Google Signs On to Consumer Privacy Petition

Google announced today that the company has signed on to a lobbying effort calling for federal consumer privacy legislation. The Mountain View, Ca. based company joins up with other technology and economic powerhouses like Microsoft, Intel, Eli Lilly, and eBay.

Citing a “patchwork quilt of state privacy laws” intended to protect health, financial, and children’s data that overlap and contradict each other, Nicole Wong, Associate General Counsel for Google, made the announcement Google’s official blog.

“This matrix of laws is complex, incomplete, and sometimes contradictory. For consumers, the result is a set of privacy protections that are uneven at best,” wrote Wong. “On an Internet beset with spyware, malware, phishing, identity-theft, and other privacy threats, enforcement of privacy protections has become an industry-wide challenge, and highlights the lack of a coherent regulatory structure.”
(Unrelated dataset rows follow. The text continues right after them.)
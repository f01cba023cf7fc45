//! Imperative drag controls: a registry of draggable elements that an
//! unrelated input source can start dragging.
//!
//! Each draggable element subscribes an [`ElementHandle`] while it is
//! mounted. Anything holding the same [`DragControls`] can then call
//! [`DragControls::start`] with whatever pointer event it received, and
//! every subscribed element begins its own gesture from that event.
//!
//! ```ignore
//! let controls = slot.get_or_create();
//! let subscription = controls.subscribe(&element_handle);
//!
//! // In some other element's pointer-down handler:
//! controls.start(&event, Some(&DragOptions::snap_to_cursor()))?;
//!
//! // On unmount:
//! subscription.unsubscribe();
//! ```

mod handle;
mod slot;

use std::cell::{Cell, RefCell};
use std::fmt;
use std::rc::{Rc, Weak};

pub use handle::ElementHandle;
use rustc_hash::FxHashMap;
pub use slot::DragControlsSlot;

use crate::error::DragControlsError;
use crate::input::{normalize, RawInputEvent};
use crate::options::DragOptions;

/// Handle identity: the address of its `Rc` allocation.
type HandleKey = *const ();

fn handle_key(handle: &Weak<dyn ElementHandle>) -> HandleKey {
    handle.as_ptr().cast::<()>()
}

/// One subscribed handle.
///
/// `generation` is unique per insertion, so a subscription only removes
/// the entry it was handed out for.
struct Entry {
    handle: Weak<dyn ElementHandle>,
    generation: u64,
}

#[derive(Default)]
struct Subscribers {
    entries: FxHashMap<HandleKey, Entry>,
    next_generation: u64,
}

/// Registry of element handles that can be started remotely.
///
/// Cloning yields another reference to the same registry. Handles are held
/// weakly and keyed by identity, so subscribing the same `Rc` twice keeps a
/// single entry and one [`Subscription::unsubscribe`] removes it.
///
/// Single-threaded: the registry is `!Send` and every broadcast runs to
/// completion before returning.
#[derive(Clone, Default)]
pub struct DragControls {
    subscribers: Rc<RefCell<Subscribers>>,
}

impl DragControls {
    /// Create an empty registry.
    #[must_use]
    pub fn new() -> Self {
        Self::default()
    }

    /// Add `handle` to the registry if it is not already present.
    ///
    /// The returned [`Subscription`] removes exactly this handle. Dropping
    /// it without calling [`Subscription::unsubscribe`] leaves the handle
    /// subscribed until the handle itself is dropped.
    pub fn subscribe<H: ElementHandle + 'static>(
        &self,
        handle: &Rc<H>,
    ) -> Subscription {
        let weak: Weak<H> = Rc::downgrade(handle);
        let weak: Weak<dyn ElementHandle> = weak;
        let key = handle_key(&weak);

        let (generation, newly_added, total) = {
            let mut subscribers = self.subscribers.borrow_mut();
            let Subscribers {
                entries,
                next_generation,
            } = &mut *subscribers;
            // Handles dropped without unsubscribing leave dead entries behind.
            entries.retain(|_, entry| entry.handle.strong_count() > 0);
            let newly_added = !entries.contains_key(&key);
            let entry = entries.entry(key).or_insert_with(|| {
                *next_generation += 1;
                Entry {
                    handle: weak.clone(),
                    generation: *next_generation,
                }
            });
            (entry.generation, newly_added, entries.len())
        };
        log::debug!(
            "drag handle {key:p} subscribed (new: {newly_added}, total: {total})"
        );

        Subscription {
            subscribers: Rc::downgrade(&self.subscribers),
            handle: weak,
            generation,
            active: Cell::new(true),
        }
    }

    /// Start a drag on every subscribed handle.
    ///
    /// The event is unwrapped from any framework wrapper and normalized
    /// once. Handles are then called in registry order from a snapshot
    /// taken before the first call; subscriptions changed by a handle
    /// during its callback only affect later broadcasts. A panicking
    /// handle is not caught: the panic reaches the caller and the
    /// remaining handles of this broadcast are skipped, but the registry
    /// itself stays intact.
    ///
    /// # Errors
    ///
    /// Returns [`DragControlsError::InvalidEvent`] if the event cannot be
    /// normalized. No handle is called in that case.
    pub fn start(
        &self,
        event: &RawInputEvent,
        options: Option<&DragOptions>,
    ) -> Result<(), DragControlsError> {
        let normalized = normalize(event.native_event())?;
        let handles = self.snapshot();
        log::debug!(
            "starting drag on {} handle(s) from {} input",
            handles.len(),
            normalized.pointer_type.as_str()
        );
        for handle in &handles {
            handle.start(&normalized, options);
        }
        Ok(())
    }

    /// Stop the current gesture on every subscribed handle.
    pub fn stop(&self) {
        let handles = self.snapshot();
        log::debug!("stopping drag on {} handle(s)", handles.len());
        for handle in &handles {
            handle.stop();
        }
    }

    /// Cancel the current gesture on every subscribed handle.
    pub fn cancel(&self) {
        let handles = self.snapshot();
        log::debug!("cancelling drag on {} handle(s)", handles.len());
        for handle in &handles {
            handle.cancel();
        }
    }

    /// Whether `handle` is currently subscribed.
    #[must_use]
    pub fn is_subscribed<H: ElementHandle + 'static>(
        &self,
        handle: &Rc<H>,
    ) -> bool {
        let key = Rc::as_ptr(handle).cast::<()>();
        self.subscribers.borrow().entries.contains_key(&key)
    }

    /// Number of subscribed handles that are still alive.
    #[must_use]
    pub fn len(&self) -> usize {
        self.subscribers
            .borrow()
            .entries
            .values()
            .filter(|entry| entry.handle.strong_count() > 0)
            .count()
    }

    /// Whether no live handle is subscribed.
    #[must_use]
    pub fn is_empty(&self) -> bool {
        self.len() == 0
    }

    /// Whether `self` and `other` are the same registry.
    #[must_use]
    pub fn ptr_eq(&self, other: &Self) -> bool {
        Rc::ptr_eq(&self.subscribers, &other.subscribers)
    }

    /// Strong references to every live handle.
    ///
    /// The registry borrow ends before this returns, so callbacks are free
    /// to mutate it.
    fn snapshot(&self) -> Vec<Rc<dyn ElementHandle>> {
        let (handles, total) = {
            let subscribers = self.subscribers.borrow();
            let handles: Vec<_> = subscribers
                .entries
                .values()
                .filter_map(|entry| entry.handle.upgrade())
                .collect();
            (handles, subscribers.entries.len())
        };
        if handles.len() < total {
            log::trace!(
                "skipping {} dropped drag handle(s)",
                total - handles.len()
            );
        }
        handles
    }
}

impl fmt::Debug for DragControls {
    fn fmt(&self, f: &mut fmt::Formatter<'_>) -> fmt::Result {
        f.debug_struct("DragControls")
            .field("subscribers", &self.len())
            .finish_non_exhaustive()
    }
}

/// Removes one handle from a [`DragControls`] registry.
///
/// Returned by [`DragControls::subscribe`]. Only the first call to
/// [`unsubscribe`](Self::unsubscribe) has an effect, and only while the
/// registry entry it was handed out for still exists: once that entry is
/// removed, a later re-subscription of the same handle is left alone.
#[must_use = "keep the subscription to unsubscribe the handle on unmount"]
pub struct Subscription {
    subscribers: Weak<RefCell<Subscribers>>,
    /// Keeps the handle's allocation (and its identity key) from being
    /// reused while this subscription exists.
    handle: Weak<dyn ElementHandle>,
    generation: u64,
    active: Cell<bool>,
}

impl Subscription {
    /// Remove the handle from the registry.
    pub fn unsubscribe(&self) {
        if !self.active.replace(false) {
            return;
        }
        let Some(subscribers) = self.subscribers.upgrade() else {
            return;
        };
        let key = handle_key(&self.handle);
        let removed = {
            let mut subscribers = subscribers.borrow_mut();
            let current = subscribers
                .entries
                .get(&key)
                .is_some_and(|entry| entry.generation == self.generation);
            current && subscribers.entries.remove(&key).is_some()
        };
        log::debug!("drag handle {key:p} unsubscribed (removed: {removed})");
    }

    /// Whether [`unsubscribe`](Self::unsubscribe) has not been called yet.
    #[must_use]
    pub const fn is_active(&self) -> bool {
        self.active.get()
    }
}

impl fmt::Debug for Subscription {
    fn fmt(&self, f: &mut fmt::Formatter<'_>) -> fmt::Result {
        f.debug_struct("Subscription")
            .field("handle", &handle_key(&self.handle))
            .field("generation", &self.generation)
            .field("active", &self.active.get())
            .finish_non_exhaustive()
    }
}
Google was recently involved in a row with the U.S. government after Attorney General Alberto Gonzales sought reams of search data held on Google servers in an effort to combat child pornography. Among Microsoft and Yahoo!, Google was the lone hold-out until a federal judge granted limited access after the federal government attempted to enforce the subpoena.

From the corporate coalition’s petition (PDF) to Congress:

Today we live in a digital economy where both beneficial and potentially harmful uses of personal information are multiplying. Information about individuals is used by businesses to: provide consumers with an unprecedented array of goods and services;
increase productivity; promote access to financial products; and protect individuals, business and society from fraud and other bad acts. However, that same information can also be misused to harm individuals, with results such as identity theft, deception, unwarranted intrusion, embarrassment, and loss of consumer confidence.

The time has come for a serious process to consider comprehensive harmonized federal privacy legislation to create a simplified, uniform but flexible legal framework. The legislation should provide protection for consumers from inappropriate collection and misuse of their personal information and also enable legitimate businesses to use information to promote economic and social value. In principle, such legislation would address businesses collecting personal information from consumers in a transparent manner with appropriate notice; providing consumers with meaningful choice regarding the use and disclosure of that information; allowing consumers reasonable access to personal information they have provided; and protecting such information from misuse or unauthorized access. Because a national standard would preempt state laws, a robust framework is warranted.